Sunday, June 29, 2008

More Info Than You Requested

I'm too lazy to find it, but a couple months back, a commenter mentioned that I'll probably freak out when I reach menopause, because I love talking about my period so much. I'm hoping this isn't true. My Mom seems to have enjoyed being free of her lady time. She celebrated with buying all new underpants and going on a diet and appears to be happier and healthier than ever. However, I'm not sure she felt the same way about the whole menstruation business as I do.

I love my period. I love the excuse for being lazy and taking naps and eating large chunks of bloody cow. I love having a reason for being bitchy and paranoid and I love losing five pounds in the course of a day without doing a single sit-up or running a single solitary mile on the treadmill.

But most of all, I love embarrassing the hell out of people.

Someday, scientists will discover that embarrassment is genetic and I will get the embarrassment titer only to discover that I am missing that gene entirely. I think it's funny when people are squeamish about bodily functions and the language that describes them and God help you if I ever meet you in real life, dear reader, and I perceive that you are missish about teh Moon Time. I'm proud to have humiliated everyone from Duane Reade cashiers to bodega-haunting drug dealers in my time as a fertile female, and, assuming that I have another fifteen to twenty years of this left, I figure I can disturb many, many more folks before I stop bleeding.
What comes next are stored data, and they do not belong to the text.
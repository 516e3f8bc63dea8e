//! Reveal-on-scroll latch.
//!
//! The [`VisibilityWatcher`] keeps a set of registered element handles and
//! marks each one revealed the first time a [`VisibilitySource`] reports it
//! as sufficiently visible. A reveal is terminal for the watcher's lifetime:
//!
//! ```text
//! Unobserved ──register──► Observed ──check_now (visible)──► Revealed
//!      ▲                      │
//!      └──────unregister──────┘
//! ```
//!
//! Reveals are remembered separately from registrations, so unregistering a
//! revealed handle (or registering it again after a remount) never fires
//! the reveal signal a second time.

mod source;

use std::collections::HashSet;
use std::fmt;
use std::hash::Hash;

pub use source::{
    AnyOf, ElementRect, Intersection, ScrollGeometry, Viewport, VisibilitySource,
    REVEAL_VIEWPORT_FRACTION,
};

/// Visibility fraction used when a registration does not name one.
pub const DEFAULT_THRESHOLD: f64 = 0.1;

type RevealListener<H> = Box<dyn FnMut(&H)>;

#[derive(Debug, Clone)]
struct Registration<H> {
    handle: H,
    threshold: f64,
}

/// One-shot reveal latch over a set of registered handles.
pub struct VisibilityWatcher<H> {
    /// Observed handles in registration order
    registrations: Vec<Registration<H>>,
    revealed: HashSet<H>,
    on_reveal: Option<RevealListener<H>>,
}

impl<H> Default for VisibilityWatcher<H> {
    fn default() -> Self {
        Self {
            registrations: Vec::new(),
            revealed: HashSet::new(),
            on_reveal: None,
        }
    }
}

impl<H: fmt::Debug> fmt::Debug for VisibilityWatcher<H> {
    fn fmt(&self, f: &mut fmt::Formatter<'_>) -> fmt::Result {
        f.debug_struct("VisibilityWatcher")
            .field("observed", &self.registrations.len())
            .field("revealed", &self.revealed.len())
            .finish()
    }
}

impl<H> VisibilityWatcher<H>
where
    H: Clone + Eq + Hash + fmt::Debug,
{
    pub fn new() -> Self {
        Self::default()
    }

    /// Set a listener invoked exactly once per revealed handle.
    pub fn on_reveal(&mut self, listener: impl FnMut(&H) + 'static) {
        self.on_reveal = Some(Box::new(listener));
    }

    /// Begin observing `handle` with the default threshold.
    ///
    /// `None` is tolerated and ignored, like a ref that has not attached yet.
    pub fn register(&mut self, handle: Option<H>) {
        self.register_with_threshold(handle, DEFAULT_THRESHOLD);
    }

    /// Begin observing `handle` with an explicit visibility threshold.
    ///
    /// The threshold is clamped to `[0, 1]`; NaN falls back to
    /// [`DEFAULT_THRESHOLD`]. Registering an already observed handle updates
    /// its threshold. Registering a handle that was already revealed is a
    /// no-op: there is nothing left to watch for.
    pub fn register_with_threshold(&mut self, handle: Option<H>, threshold: f64) {
        let Some(handle) = handle else {
            return;
        };
        if self.revealed.contains(&handle) {
            return;
        }

        let threshold = normalize_threshold(threshold);
        match self.registrations.iter_mut().find(|r| r.handle == handle) {
            Some(existing) => existing.threshold = threshold,
            None => {
                tracing::trace!(?handle, threshold, "Observing element");
                self.registrations.push(Registration { handle, threshold });
            }
        }
    }

    /// Register several handles at once, skipping `None`s.
    pub fn register_all(&mut self, handles: impl IntoIterator<Item = Option<H>>) {
        for handle in handles {
            self.register(handle);
        }
    }

    /// Stop observing `handle`. No-op if it is not observed.
    ///
    /// A reveal that already happened stays applied.
    pub fn unregister(&mut self, handle: &H) {
        self.registrations.retain(|r| &r.handle != handle);
    }

    /// Drop every registration (page teardown).
    pub fn clear(&mut self) {
        self.registrations.clear();
    }

    /// Evaluate every observed handle against `source` and latch the ones
    /// that are visible.
    ///
    /// Returns the newly revealed handles in registration order. Revealed
    /// handles stop being observed.
    pub fn check_now<S>(&mut self, source: &S) -> Vec<H>
    where
        S: VisibilitySource<H> + ?Sized,
    {
        let mut newly_revealed = Vec::new();

        self.registrations.retain(|registration| {
            if source.check_visible(&registration.handle, registration.threshold) {
                newly_revealed.push(registration.handle.clone());
                false
            } else {
                true
            }
        });

        for handle in &newly_revealed {
            if self.revealed.insert(handle.clone()) {
                tracing::debug!(?handle, "Element revealed");
                if let Some(listener) = self.on_reveal.as_mut() {
                    listener(handle);
                }
            }
        }

        newly_revealed
    }

    pub fn is_revealed(&self, handle: &H) -> bool {
        self.revealed.contains(handle)
    }

    pub fn is_observed(&self, handle: &H) -> bool {
        self.registrations.iter().any(|r| &r.handle == handle)
    }

    pub fn threshold_of(&self, handle: &H) -> Option<f64> {
        self.registrations
            .iter()
            .find(|r| &r.handle == handle)
            .map(|r| r.threshold)
    }

    /// Number of handles still waiting to be revealed.
    pub fn observed(&self) -> usize {
        self.registrations.len()
    }

    pub fn observed_handles(&self) -> impl Iterator<Item = &H> {
        self.registrations.iter().map(|r| &r.handle)
    }

    pub fn revealed_count(&self) -> usize {
        self.revealed.len()
    }
}

fn normalize_threshold(threshold: f64) -> f64 {
    if threshold.is_nan() {
        DEFAULT_THRESHOLD
    } else {
        threshold.clamp(0.0, 1.0)
    }
}

#[cfg(test)]
mod tests {
    use std::cell::RefCell;
    use std::rc::Rc;

    use super::*;

    const VIEW: Viewport = Viewport {
        width: 1280.0,
        height: 1000.0,
    };

    fn rect(top: f64, bottom: f64) -> ElementRect {
        ElementRect::vertical(top, bottom, VIEW)
    }

    #[test]
    fn register_none_is_ignored() {
        let mut watcher: VisibilityWatcher<&str> = VisibilityWatcher::new();
        watcher.register(None);
        watcher.register_all([Some("title"), None, Some("body")]);
        assert_eq!(watcher.observed(), 2);
        assert_eq!(watcher.threshold_of(&"title"), Some(DEFAULT_THRESHOLD));
    }

    #[test]
    fn threshold_is_normalized() {
        let mut watcher = VisibilityWatcher::new();
        watcher.register_with_threshold(Some(1), 4.0);
        watcher.register_with_threshold(Some(2), -1.0);
        watcher.register_with_threshold(Some(3), f64::NAN);
        assert_eq!(watcher.threshold_of(&1), Some(1.0));
        assert_eq!(watcher.threshold_of(&2), Some(0.0));
        assert_eq!(watcher.threshold_of(&3), Some(DEFAULT_THRESHOLD));
    }

    #[test]
    fn reregister_updates_threshold() {
        let mut watcher = VisibilityWatcher::new();
        watcher.register(Some("a"));
        watcher.register_with_threshold(Some("a"), 0.5);
        assert_eq!(watcher.observed(), 1);
        assert_eq!(watcher.threshold_of(&"a"), Some(0.5));
    }

    #[test]
    fn check_now_reveals_visible_only() {
        let mut watcher = VisibilityWatcher::new();
        watcher.register_all([Some("hero"), Some("contact")]);

        let geometry = ScrollGeometry::new(VIEW)
            .with("hero", rect(100.0, 400.0))
            .with("contact", rect(2400.0, 2900.0));

        assert_eq!(watcher.check_now(&geometry), vec!["hero"]);
        assert!(watcher.is_revealed(&"hero"));
        assert!(!watcher.is_revealed(&"contact"));
        assert!(!watcher.is_observed(&"hero"));
        assert!(watcher.is_observed(&"contact"));
    }

    #[test]
    fn reveal_fires_once() {
        let fired = Rc::new(RefCell::new(Vec::new()));
        let mut watcher: VisibilityWatcher<&'static str> = VisibilityWatcher::new();
        {
            let fired = fired.clone();
            watcher.on_reveal(move |h| fired.borrow_mut().push(*h));
        }
        watcher.register(Some("about"));

        let geometry = ScrollGeometry::new(VIEW).with("about", rect(0.0, 300.0));
        watcher.check_now(&geometry);
        watcher.check_now(&geometry);

        // Remount: registering again must not re-arm the latch
        watcher.register(Some("about"));
        assert!(!watcher.is_observed(&"about"));
        assert!(watcher.check_now(&geometry).is_empty());

        assert_eq!(*fired.borrow(), vec!["about"]);
    }

    #[test]
    fn unregister_before_reveal_blocks_signal() {
        let mut watcher = VisibilityWatcher::new();
        watcher.register(Some("skills"));
        watcher.unregister(&"skills");
        watcher.unregister(&"never-registered");

        let geometry = ScrollGeometry::new(VIEW).with("skills", rect(0.0, 300.0));
        assert!(watcher.check_now(&geometry).is_empty());
        assert!(!watcher.is_revealed(&"skills"));
    }

    #[test]
    fn unregister_after_reveal_keeps_marker() {
        let mut watcher = VisibilityWatcher::new();
        watcher.register(Some("footer"));
        watcher.check_now(&ScrollGeometry::new(VIEW).with("footer", rect(0.0, 10.0)));
        watcher.unregister(&"footer");
        assert!(watcher.is_revealed(&"footer"));
    }

    #[test]
    fn missing_rect_is_tolerated() {
        let mut watcher = VisibilityWatcher::new();
        watcher.register(Some("detached"));
        let geometry: ScrollGeometry<&str> = ScrollGeometry::new(VIEW);
        assert!(watcher.check_now(&geometry).is_empty());
        assert!(watcher.is_observed(&"detached"));
    }

    #[test]
    fn intersection_respects_per_handle_threshold() {
        let mut watcher = VisibilityWatcher::new();
        watcher.register_with_threshold(Some("strict"), 0.5);
        watcher.register(Some("loose"));

        let mut intersection = Intersection::new();
        intersection.insert_ratio("strict", 0.3);
        intersection.insert_ratio("loose", 0.3);

        assert_eq!(watcher.check_now(&intersection), vec!["loose"]);
        assert!(watcher.is_observed(&"strict"));
    }

    #[test]
    fn clear_drops_registrations_only() {
        let mut watcher = VisibilityWatcher::new();
        watcher.register_all([Some(1), Some(2)]);
        watcher.check_now(&ScrollGeometry::new(VIEW).with(1, rect(0.0, 10.0)));
        watcher.clear();
        assert_eq!(watcher.observed(), 0);
        assert_eq!(watcher.revealed_count(), 1);
    }
}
The last time I was home my friend Kate mentioned that I told her most of what she knew about periods when we were kids, because I started early and was happy to talk about it. I expressed surprise.
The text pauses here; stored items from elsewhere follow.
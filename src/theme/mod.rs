//! Visual theme: palette constants and the global stylesheet.

pub mod colors;
mod styles;

pub use styles::GLOBAL_STYLES;
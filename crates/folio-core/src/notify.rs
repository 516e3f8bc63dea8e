//! Transient notifications ("toasts").
//!
//! The contact form reports its outcome as a [`Notification`]; the page
//! keeps them in a [`ToastQueue`] that shows each one once and drops it
//! after a fixed duration.

use std::time::{Duration, Instant};

/// How long a toast stays on screen.
pub const DEFAULT_TOAST_DURATION: Duration = Duration::from_secs(5);

/// Toasts shown at the same time. Newer ones push older ones out.
pub const DEFAULT_TOAST_LIMIT: usize = 1;

#[derive(Debug, Clone, Copy, PartialEq, Eq)]
pub enum NotificationKind {
    Success,
    Failure,
}

impl NotificationKind {
    pub fn class(&self) -> &'static str {
        match self {
            NotificationKind::Success => "toast-success",
            NotificationKind::Failure => "toast-failure",
        }
    }
}

/// A title and a description to show once.
#[derive(Debug, Clone, PartialEq, Eq)]
pub struct Notification {
    pub kind: NotificationKind,
    pub title: String,
    pub description: String,
}

impl Notification {
    pub fn new(kind: NotificationKind, title: impl Into<String>, description: impl Into<String>) -> Self {
        Self {
            kind,
            title: title.into(),
            description: description.into(),
        }
    }

    pub fn sent() -> Self {
        Self::new(
            NotificationKind::Success,
            "Message sent!",
            "Thank you for your message. I'll get back to you soon.",
        )
    }

    /// Generic failure; delivery details stay in the logs.
    pub fn send_failed() -> Self {
        Self::new(
            NotificationKind::Failure,
            "Message not sent",
            "Something went wrong. Please try again later.",
        )
    }
}

#[derive(Debug, Clone, Copy, PartialEq, Eq, Hash, PartialOrd, Ord)]
pub struct ToastId(u64);

impl std::fmt::Display for ToastId {
    fn fmt(&self, f: &mut std::fmt::Formatter<'_>) -> std::fmt::Result {
        write!(f, "toast-{}", self.0)
    }
}

#[derive(Debug, Clone, PartialEq, Eq)]
pub struct Toast {
    pub id: ToastId,
    pub notification: Notification,
    pub shown_at: Instant,
}

#[derive(Debug, Clone)]
pub struct ToastQueue {
    toasts: Vec<Toast>,
    duration: Duration,
    limit: usize,
    next_id: u64,
}

impl Default for ToastQueue {
    fn default() -> Self {
        Self::new(DEFAULT_TOAST_DURATION, DEFAULT_TOAST_LIMIT)
    }
}

impl ToastQueue {
    /// A limit of zero is treated as one.
    pub fn new(duration: Duration, limit: usize) -> Self {
        Self {
            toasts: Vec::new(),
            duration,
            limit: limit.max(1),
            next_id: 0,
        }
    }

    pub fn duration(&self) -> Duration {
        self.duration
    }

    pub fn push(&mut self, notification: Notification, now: Instant) -> ToastId {
        self.next_id += 1;
        let id = ToastId(self.next_id);
        self.toasts.insert(
            0,
            Toast {
                id,
                notification,
                shown_at: now,
            },
        );
        self.toasts.truncate(self.limit);
        id
    }

    pub fn dismiss(&mut self, id: ToastId) {
        self.toasts.retain(|t| t.id != id);
    }

    /// Drop toasts that have been on screen for at least the duration.
    pub fn expire(&mut self, now: Instant) {
        let duration = self.duration;
        self.toasts
            .retain(|t| now.saturating_duration_since(t.shown_at) < duration);
    }

    /// Newest first.
    pub fn visible(&self) -> &[Toast] {
        &self.toasts
    }

    pub fn is_empty(&self) -> bool {
        self.toasts.is_empty()
    }
}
"OK, I was early, but there were other fifth graders," I said. "Something to do with hormones in our chicken nuggets, I think."

"Yeah, but they were ashamed," Kate said. "You were happy to talk about it. Like, we couldn't get you to stop."

My sister claims that the bulk of my charm is in the fact that I never, ever change, and provided that you find any of these behaviors charming, I guess she's right.

1 comment:

  1. I think that may have been me, that made that comment.

    But I am also too lazy to go check.

    I'm one of those weird males who is totally comfortable talking about the chunks of bloody tissue falling out of your crotch. So, if i'm ever in NYC again, and we go out for beers, i'll be sure to ask how your last period went over appetizers.